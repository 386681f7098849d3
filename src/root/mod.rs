//! Build-root lifecycle management.
//!
//! A [`Root`] is a handle on one isolated filesystem tree used as a chroot
//! target. It owns the tree's on-disk path and its bind mounts for the
//! duration of every operation; the caller guarantees at most one lifecycle
//! operation runs against a given path at a time.
//!
//! # State machine
//!
//! ```text
//! Absent  --create/fetch-->  Ready
//! Ready   --clean-------->  Absent
//! Invalid --clean-------->  Absent
//! Ready/Invalid --update--> unchanged state (stamp untouched)
//! ```
//!
//! State is derived, never stored: `Absent` means no root directory,
//! `Ready` means the directory exists and the stamp file matches the
//! configured stamp, `Invalid` means it exists with a stale stamp (the
//! configuration changed since the root was built). The stamp file at
//! `<root_path>.stamp` is the only persisted state beyond the tree itself.

mod exec;
mod lifecycle;

pub use exec::SANDBOX_MARKER;

pub(crate) use lifecycle::RemoveDirOnDrop;

use std::fmt;
use std::fs;
use std::path::{Path, PathBuf};

use crate::config::{HostUser, RootConfig, DEFAULT_VAR_DIR};
use crate::error::RootError;

/// Name of the non-privileged account created inside every build root.
pub const ACCOUNT_NAME: &str = "rootbox";

/// Derived validity of a build root on disk.
#[derive(Debug, Clone, Copy, PartialEq, Eq)]
pub enum RootState {
    /// No root directory.
    Absent,
    /// Root directory present, stamp matches the configuration.
    Ready,
    /// Root directory present, stamp stale or unreadable.
    Invalid,
}

impl fmt::Display for RootState {
    fn fmt(&self, f: &mut fmt::Formatter<'_>) -> fmt::Result {
        match self {
            Self::Absent => write!(f, "absent"),
            Self::Ready => write!(f, "ready"),
            Self::Invalid => write!(f, "invalid"),
        }
    }
}

/// Handle on one build root.
#[derive(Debug, Clone)]
pub struct Root {
    config: RootConfig,
    host_user: HostUser,
    var_dir: PathBuf,
    path: PathBuf,
}

impl Root {
    /// Creates a handle for the build root described by `config`.
    #[must_use]
    pub fn new(config: RootConfig, host_user: HostUser) -> Self {
        let var_dir = PathBuf::from(DEFAULT_VAR_DIR);
        let path = config.compute_path(&var_dir);

        Self {
            config,
            host_user,
            var_dir,
            path,
        }
    }

    /// Overrides the storage directory (and with it the computed path).
    #[must_use]
    pub fn with_var_dir(mut self, var_dir: impl Into<PathBuf>) -> Self {
        self.var_dir = var_dir.into();
        self.path = self.config.compute_path(&self.var_dir);
        self
    }

    /// The build root's on-disk path.
    #[must_use]
    pub fn path(&self) -> &Path {
        &self.path
    }

    /// The configuration this handle was built from.
    #[must_use]
    pub fn config(&self) -> &RootConfig {
        &self.config
    }

    /// The invoking user's numeric ids.
    #[must_use]
    pub fn host_user(&self) -> HostUser {
        self.host_user
    }

    /// Directory build roots and transfer scratch files live under.
    #[must_use]
    pub(crate) fn var_dir(&self) -> &Path {
        &self.var_dir
    }

    /// Whether the root directory exists on disk.
    #[must_use]
    pub fn exists(&self) -> bool {
        self.path.exists()
    }

    /// Derives the current state per the stamp-comparison rule.
    ///
    /// Does not mutate anything. A missing stamp file reads as the empty
    /// string, so it only matches an empty configured stamp.
    #[must_use]
    pub fn state(&self) -> RootState {
        if !self.exists() {
            return RootState::Absent;
        }

        if self.read_stamp() == self.config.stamp {
            RootState::Ready
        } else {
            RootState::Invalid
        }
    }

    /// Path of the stamp marker file, a sibling of the root directory.
    #[must_use]
    pub fn stamp_path(&self) -> PathBuf {
        let mut name = self.path.file_name().unwrap_or_default().to_os_string();
        name.push(".stamp");
        self.path.with_file_name(name)
    }

    fn read_stamp(&self) -> String {
        fs::read_to_string(self.stamp_path()).unwrap_or_default()
    }

    /// Writes the configured stamp to the marker file.
    pub(crate) fn write_stamp(&self) -> Result<(), RootError> {
        fs::write(self.stamp_path(), &self.config.stamp).map_err(|e| RootError::Io {
            context: format!("failed to write stamp file: {}", self.stamp_path().display()),
            source: e,
        })
    }
}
• • •
What you will do
Word for word, restate the data above from its first line down to and including the line with "most one lifecycle".

Task response
repository 386681f7098849d3
filename src/root/mod.rs
//! Build-root lifecycle management.
//!
//! A [`Root`] is a handle on one isolated filesystem tree used as a chroot
//! target. It owns the tree's on-disk path and its bind mounts for the
//! duration of every operation; the caller guarantees at most one lifecycle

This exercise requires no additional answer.